Battle Royale is set in near future where a slight shift in sociopolitical
mores could just swing such a mad idea into being. Run like a lottery. Every year one class of unruly
parent-defying Japanese tearaways is sent to Battle Island where they are told that only one of them
will make it off alive. They give them bread and water for the three day event. They give them a bag
containing a weapon of some sort, be it knife, crossbow, machine gun, grenade...
This year's class of 42 students is treated to an introduction to Battle Island in
truly tongue in cheek fashion that reminds one of an MTV weather report on speed. They will die, the
horrified children are told. Then they are introduced to the two dark strangers in the corner. One, a
remand student. The other a volunteer for the show.
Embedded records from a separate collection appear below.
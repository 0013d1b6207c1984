use std::fs;
use std::io::{self, BufRead, Write};
use std::path::PathBuf;

use anyhow::{Context, Result};
use clap::Parser;
use env_logger::Env;
use log::{info, warn};
use rand::rngs::StdRng;
use rand::SeedableRng;
use tilt_2048::{GameConfig, Model, Side};

#[derive(Debug, Parser)]
#[command(name = "tilt-2048", about = "Play 2048 in the terminal")]
struct Args {
    /// JSON file with `size` and `max_piece`; flags override its values
    #[arg(long)]
    config: Option<PathBuf>,

    /// Cells per side of the board [default: 4]
    #[arg(long)]
    size: Option<usize>,

    /// Reaching a tile of this value ends the game [default: 2048]
    #[arg(long)]
    max_piece: Option<u32>,

    /// Seed for tile spawning (random if omitted)
    #[arg(long)]
    seed: Option<u64>,

    /// Play these moves (e.g. "wasd" or "n,e,s,w") instead of reading stdin
    #[arg(long)]
    script: Option<String>,
}

/// Keyboard keys first, then direction names via `Side::from_str`.
fn parse_move(input: &str) -> Option<Side> {
    match input.trim() {
        "w" | "W" => Some(Side::North),
        "a" | "A" => Some(Side::West),
        "s" | "S" => Some(Side::South),
        "d" | "D" => Some(Side::East),
        other => other.parse().ok(),
    }
}

fn script_moves(script: &str) -> Vec<String> {
    if script.contains(',') {
        script.split(',').map(str::to_string).collect()
    } else {
        script.chars().filter(|c| !c.is_whitespace()).map(String::from).collect()
    }
}

/// Config file (if any) first, then command-line overrides.
fn resolve_config(args: &Args) -> Result<GameConfig> {
    let mut config = match &args.config {
        Some(path) => {
            let text = fs::read_to_string(path)
                .with_context(|| format!("failed to read config {}", path.display()))?;
            GameConfig::from_json_str(&text)
                .with_context(|| format!("invalid config {}", path.display()))?
        }
        None => GameConfig::default(),
    };
    if let Some(size) = args.size {
        config.size = size;
    }
    if let Some(max_piece) = args.max_piece {
        config.max_piece = max_piece;
    }
    Ok(config)
}

fn main() -> Result<()> {
    let args = Args::parse();
    env_logger::Builder::from_env(Env::default().default_filter_or("warn")).init();

    let config = resolve_config(&args)?;
    info!("board {}x{}, max piece {}", config.size, config.size, config.max_piece);
    let mut model = Model::with_config(config).context("invalid board configuration")?;
    let mut rng = match args.seed {
        Some(seed) => StdRng::seed_from_u64(seed),
        None => StdRng::from_entropy(),
    };
    model.add_random_tile(&mut rng);
    model.add_random_tile(&mut rng);
    println!("{}", model);
    model.take_changed();

    let inputs: Box<dyn Iterator<Item = io::Result<String>>> = match &args.script {
        Some(script) => Box::new(script_moves(script).into_iter().map(Ok)),
        None => Box::new(io::stdin().lock().lines()),
    };

    let mut move_count: u64 = 0;
    for line in inputs {
        let line = line.context("failed to read move")?;
        let trimmed = line.trim();
        if trimmed.is_empty() {
            continue;
        }
        if trimmed.eq_ignore_ascii_case("q") || trimmed.eq_ignore_ascii_case("quit") {
            break;
        }
        let Some(side) = parse_move(trimmed) else {
            warn!("ignoring unknown move {trimmed:?}");
            continue;
        };
        if model.tilt(side) {
            move_count += 1;
            model.add_random_tile(&mut rng);
        }
        if model.take_changed() {
            println!("{}", model);
        }
        io::stdout().flush()?;
        if model.game_over() {
            println!("Game over.");
            break;
        }
    }

    info!("session finished after {move_count} moves");
    println!(
        "Moves made: {}, Score: {}, Max score: {}, Highest tile: {}",
        move_count,
        model.score(),
        model.max_score(),
        model.board().highest_tile()
    );
    Ok(())
}
//! Engine module: tiles, the perspective-aware board, the column
//! slide/merge routine and the game-over rules.
//!
//! - `Board` is the square grid; `Side` both names a tilt direction and the
//!   perspective that turns it into a north tilt.
//! - `compact_column` is the one routine every tilt direction runs through.
//! - `rules` holds the pure terminal-condition checks.

mod board;
mod ops;
pub mod rules;
mod side;
mod tile;

pub use board::Board;
pub use ops::{compact_column, shift_line, ColumnShift, Score};
pub use rules::{at_least_one_move_exists, empty_space_exists, is_game_over, max_tile_exists};
pub use side::{ParseSideError, Side};
pub use tile::Tile;
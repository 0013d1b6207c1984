use serde::{Deserialize, Serialize};

use crate::engine::Tile;
use crate::error::EngineError;

/// Board side length and winning tile. Defaults match the classic game.
///
/// - `size`: number of cells on one side of the square board.
/// - `max_piece`: reaching a tile of this value ends the game.
///
/// Loadable from JSON; omitted fields take their defaults:
/// ```
/// use tilt_2048::GameConfig;
/// let cfg = GameConfig::from_json_str(r#"{ "size": 5 }"#).unwrap();
/// assert_eq!((cfg.size, cfg.max_piece), (5, 2048));
/// ```
#[derive(Debug, Clone, Copy, PartialEq, Eq, Serialize, Deserialize)]
#[serde(default)]
pub struct GameConfig {
    /// Cells per side.
    pub size: usize,
    /// Largest piece value; the game is over once it appears.
    pub max_piece: u32,
}

impl GameConfig {
    pub const DEFAULT_SIZE: usize = 4;
    pub const DEFAULT_MAX_PIECE: u32 = 2048;

    /// Default config with a different side length.
    pub fn with_size(size: usize) -> Self {
        Self {
            size,
            ..Self::default()
        }
    }

    /// Parse and validate a JSON config.
    pub fn from_json_str(text: &str) -> Result<Self, EngineError> {
        let config: GameConfig = serde_json::from_str(text)
            .map_err(|e| EngineError::InvalidConfig(format!("malformed config: {e}")))?;
        config.validate()?;
        Ok(config)
    }

    /// Reject boards too small to merge on and unreachable max pieces.
    pub fn validate(&self) -> Result<(), EngineError> {
        if self.size < 2 {
            return Err(EngineError::InvalidConfig(format!(
                "size must be at least 2, got {}",
                self.size
            )));
        }
        if self.max_piece < 4
            || self.max_piece > Tile::MAX_VALUE
            || !self.max_piece.is_power_of_two()
        {
            return Err(EngineError::InvalidConfig(format!(
                "max_piece must be a power of two in 4..={}, got {}",
                Tile::MAX_VALUE,
                self.max_piece
            )));
        }
        Ok(())
    }
}

impl Default for GameConfig {
    fn default() -> Self {
        Self {
            size: Self::DEFAULT_SIZE,
            max_piece: Self::DEFAULT_MAX_PIECE,
        }
    }
}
The Master of Ceremonies is the class' old fourth grade teacher, hence this
reviewers dumb tagline. He tells them frankly that had they not pissed him off three years back he
would never had volunteered them for a slot on the show. He is utterly without remorse and this makes
his stunning face-twitching performance even more harrowing as he reads out the death count over the
term of the Battle and the hot zones they must avoid.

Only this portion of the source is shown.